━━━━━ MATERIAL SUPPLIED
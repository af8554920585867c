//! Pipeline stages for both conversions.
//!
//! ## Data Flow
//!
//! ```text
//! images ──▶ assemble ──▶ compose (pdfium) ──▶ PDF bytes
//!
//! input ──▶ rasterize ──▶ render (pdfium) ──▶ encode ──▶ archive ──▶ zip bytes
//! ```
//!
//! 1. [`input`]: load and validate a PDF from disk or memory
//! 2. [`assemble`]: decode each image, lay it out, hand it to a [`crate::engine::PdfEncoder`]
//! 3. [`compose`]: the pdfium-backed `PdfEncoder`
//! 4. [`rasterize`]: resolve the page range, render each page, zip the results
//! 5. [`render`]: the pdfium-backed [`crate::engine::PdfRenderer`]
//! 6. [`encode`]: PNG / JPEG / WebP encoding of rendered pages
//! 7. [`archive`]: in-memory zip writer
//! 8. [`preview`]: single-page preview and page-count inspection
//!
//! `assemble`, `rasterize` and `preview` are generic over the engine traits
//! and run synchronously; [`crate::convert`] moves them onto a blocking
//! thread.

pub mod archive;
pub mod assemble;
pub mod compose;
pub mod encode;
pub mod input;
pub mod preview;
pub mod rasterize;
pub mod render;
━━━━━━━━━━
AIM OF THE TASK = Every line that holds the word "preview" should be copied from the records.

OUTPUT FOR THIS TASK =
//! 8. [`preview`]: single-page preview and page-count inspection
//! `assemble`, `rasterize` and `preview` are generic over the engine traits
pub mod preview;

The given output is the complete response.